If a line in the data holds the string "summarize", list it.

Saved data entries
════════════════════

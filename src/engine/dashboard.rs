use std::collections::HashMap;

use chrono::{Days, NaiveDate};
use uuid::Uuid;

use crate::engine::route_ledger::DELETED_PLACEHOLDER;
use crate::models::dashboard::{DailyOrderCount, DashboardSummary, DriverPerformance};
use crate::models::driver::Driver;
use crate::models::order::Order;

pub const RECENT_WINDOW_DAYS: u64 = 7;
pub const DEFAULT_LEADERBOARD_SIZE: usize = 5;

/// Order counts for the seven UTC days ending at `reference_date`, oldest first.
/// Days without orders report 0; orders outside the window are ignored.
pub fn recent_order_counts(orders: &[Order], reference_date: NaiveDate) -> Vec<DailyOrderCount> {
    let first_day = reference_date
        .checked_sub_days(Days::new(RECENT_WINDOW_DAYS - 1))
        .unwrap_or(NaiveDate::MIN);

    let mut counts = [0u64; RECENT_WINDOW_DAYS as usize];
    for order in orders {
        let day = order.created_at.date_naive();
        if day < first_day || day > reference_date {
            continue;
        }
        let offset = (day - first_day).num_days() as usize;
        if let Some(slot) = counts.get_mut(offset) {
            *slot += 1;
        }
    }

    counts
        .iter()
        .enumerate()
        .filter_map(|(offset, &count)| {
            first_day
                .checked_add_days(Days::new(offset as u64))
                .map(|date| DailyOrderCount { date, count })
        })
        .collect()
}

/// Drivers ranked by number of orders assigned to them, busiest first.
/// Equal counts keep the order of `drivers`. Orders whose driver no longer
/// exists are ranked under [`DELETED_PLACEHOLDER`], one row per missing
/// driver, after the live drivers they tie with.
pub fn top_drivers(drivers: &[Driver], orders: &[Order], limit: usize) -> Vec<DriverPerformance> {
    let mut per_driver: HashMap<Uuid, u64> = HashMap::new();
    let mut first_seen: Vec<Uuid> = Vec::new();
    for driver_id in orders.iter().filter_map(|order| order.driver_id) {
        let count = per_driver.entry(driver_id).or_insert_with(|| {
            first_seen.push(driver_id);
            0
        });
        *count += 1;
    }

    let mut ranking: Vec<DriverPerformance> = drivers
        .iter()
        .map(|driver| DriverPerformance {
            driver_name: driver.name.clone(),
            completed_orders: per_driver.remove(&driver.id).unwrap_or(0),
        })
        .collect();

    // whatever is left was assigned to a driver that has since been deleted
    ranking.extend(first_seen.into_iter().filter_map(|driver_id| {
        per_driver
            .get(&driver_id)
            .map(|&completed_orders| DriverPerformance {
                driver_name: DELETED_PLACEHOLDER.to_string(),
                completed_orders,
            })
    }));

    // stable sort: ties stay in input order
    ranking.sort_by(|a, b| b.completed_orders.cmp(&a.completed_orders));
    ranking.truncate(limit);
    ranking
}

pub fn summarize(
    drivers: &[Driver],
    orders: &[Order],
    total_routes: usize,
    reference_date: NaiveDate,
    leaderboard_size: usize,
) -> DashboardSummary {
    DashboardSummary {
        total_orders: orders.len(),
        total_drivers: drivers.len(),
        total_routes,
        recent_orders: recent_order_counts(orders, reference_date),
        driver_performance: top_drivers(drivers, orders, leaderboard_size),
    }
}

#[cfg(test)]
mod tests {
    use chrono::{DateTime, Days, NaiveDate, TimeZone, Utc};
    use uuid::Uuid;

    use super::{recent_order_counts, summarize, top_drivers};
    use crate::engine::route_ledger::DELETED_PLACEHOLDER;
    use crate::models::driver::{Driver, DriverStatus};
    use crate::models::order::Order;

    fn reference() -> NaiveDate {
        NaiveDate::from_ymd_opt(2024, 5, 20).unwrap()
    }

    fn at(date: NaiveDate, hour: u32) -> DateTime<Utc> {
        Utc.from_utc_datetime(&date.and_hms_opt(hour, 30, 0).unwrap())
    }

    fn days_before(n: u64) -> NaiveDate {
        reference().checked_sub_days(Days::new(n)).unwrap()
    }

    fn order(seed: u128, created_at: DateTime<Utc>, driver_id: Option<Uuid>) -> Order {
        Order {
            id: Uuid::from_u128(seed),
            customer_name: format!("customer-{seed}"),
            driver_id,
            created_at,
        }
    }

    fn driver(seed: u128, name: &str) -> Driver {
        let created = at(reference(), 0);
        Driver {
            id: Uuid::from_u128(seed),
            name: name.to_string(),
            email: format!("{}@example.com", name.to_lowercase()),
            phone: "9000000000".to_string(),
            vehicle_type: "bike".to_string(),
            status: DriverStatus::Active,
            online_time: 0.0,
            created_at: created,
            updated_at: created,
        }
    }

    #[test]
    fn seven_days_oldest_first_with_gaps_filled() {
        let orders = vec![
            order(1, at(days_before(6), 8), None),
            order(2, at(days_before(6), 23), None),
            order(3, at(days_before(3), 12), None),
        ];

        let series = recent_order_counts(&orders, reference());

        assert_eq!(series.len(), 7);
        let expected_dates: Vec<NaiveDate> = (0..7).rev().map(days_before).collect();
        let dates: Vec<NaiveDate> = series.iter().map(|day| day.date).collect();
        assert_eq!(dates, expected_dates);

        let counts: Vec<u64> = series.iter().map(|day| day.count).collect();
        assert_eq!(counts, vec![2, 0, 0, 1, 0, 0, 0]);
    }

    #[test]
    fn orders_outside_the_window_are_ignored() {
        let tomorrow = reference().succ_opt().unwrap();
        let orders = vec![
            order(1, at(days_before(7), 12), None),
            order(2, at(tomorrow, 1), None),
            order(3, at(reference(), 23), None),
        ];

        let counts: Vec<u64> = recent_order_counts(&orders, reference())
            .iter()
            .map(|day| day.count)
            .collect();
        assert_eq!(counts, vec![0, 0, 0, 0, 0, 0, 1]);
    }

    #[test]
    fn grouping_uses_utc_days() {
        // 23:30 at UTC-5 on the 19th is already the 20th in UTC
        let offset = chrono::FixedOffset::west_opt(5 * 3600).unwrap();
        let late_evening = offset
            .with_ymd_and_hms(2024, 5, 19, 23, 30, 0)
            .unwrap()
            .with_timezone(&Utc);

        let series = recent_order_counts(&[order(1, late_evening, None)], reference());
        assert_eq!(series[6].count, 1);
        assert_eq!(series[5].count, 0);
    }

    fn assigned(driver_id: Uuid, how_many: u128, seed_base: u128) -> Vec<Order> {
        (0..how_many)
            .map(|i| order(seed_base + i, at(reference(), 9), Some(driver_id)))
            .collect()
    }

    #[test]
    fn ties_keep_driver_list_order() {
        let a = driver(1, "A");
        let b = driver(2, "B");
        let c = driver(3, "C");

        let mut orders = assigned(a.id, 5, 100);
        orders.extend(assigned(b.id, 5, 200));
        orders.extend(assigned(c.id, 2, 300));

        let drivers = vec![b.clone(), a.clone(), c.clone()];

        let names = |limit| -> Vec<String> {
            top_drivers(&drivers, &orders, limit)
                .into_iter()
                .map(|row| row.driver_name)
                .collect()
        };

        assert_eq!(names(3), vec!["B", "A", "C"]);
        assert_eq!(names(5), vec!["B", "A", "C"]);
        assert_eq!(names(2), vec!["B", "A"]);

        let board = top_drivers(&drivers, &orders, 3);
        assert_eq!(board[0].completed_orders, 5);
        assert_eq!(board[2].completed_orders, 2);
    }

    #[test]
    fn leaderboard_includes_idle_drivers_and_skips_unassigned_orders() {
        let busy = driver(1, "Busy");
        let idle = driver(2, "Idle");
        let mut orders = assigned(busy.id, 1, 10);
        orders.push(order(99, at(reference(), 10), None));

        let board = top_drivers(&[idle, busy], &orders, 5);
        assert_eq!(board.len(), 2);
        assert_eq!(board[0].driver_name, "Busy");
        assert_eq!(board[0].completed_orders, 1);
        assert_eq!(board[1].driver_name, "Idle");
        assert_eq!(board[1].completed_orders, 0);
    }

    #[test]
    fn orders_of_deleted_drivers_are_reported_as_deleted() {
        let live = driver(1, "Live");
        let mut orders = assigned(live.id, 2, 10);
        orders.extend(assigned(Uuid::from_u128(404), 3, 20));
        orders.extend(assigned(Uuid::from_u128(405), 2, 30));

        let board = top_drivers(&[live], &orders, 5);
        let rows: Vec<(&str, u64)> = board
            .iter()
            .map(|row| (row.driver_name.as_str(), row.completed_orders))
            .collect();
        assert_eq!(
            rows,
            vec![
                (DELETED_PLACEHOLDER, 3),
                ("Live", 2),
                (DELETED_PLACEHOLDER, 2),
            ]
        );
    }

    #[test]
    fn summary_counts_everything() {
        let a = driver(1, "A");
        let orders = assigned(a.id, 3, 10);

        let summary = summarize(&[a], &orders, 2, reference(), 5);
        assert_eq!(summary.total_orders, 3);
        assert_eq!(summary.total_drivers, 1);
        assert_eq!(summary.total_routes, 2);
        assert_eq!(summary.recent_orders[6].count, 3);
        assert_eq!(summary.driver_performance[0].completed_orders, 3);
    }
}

════════════════════

• [Result]
pub fn summarize(
    use super::{recent_order_counts, summarize, top_drivers};
        let summary = summarize(&[a], &orders, 2, reference(), 5);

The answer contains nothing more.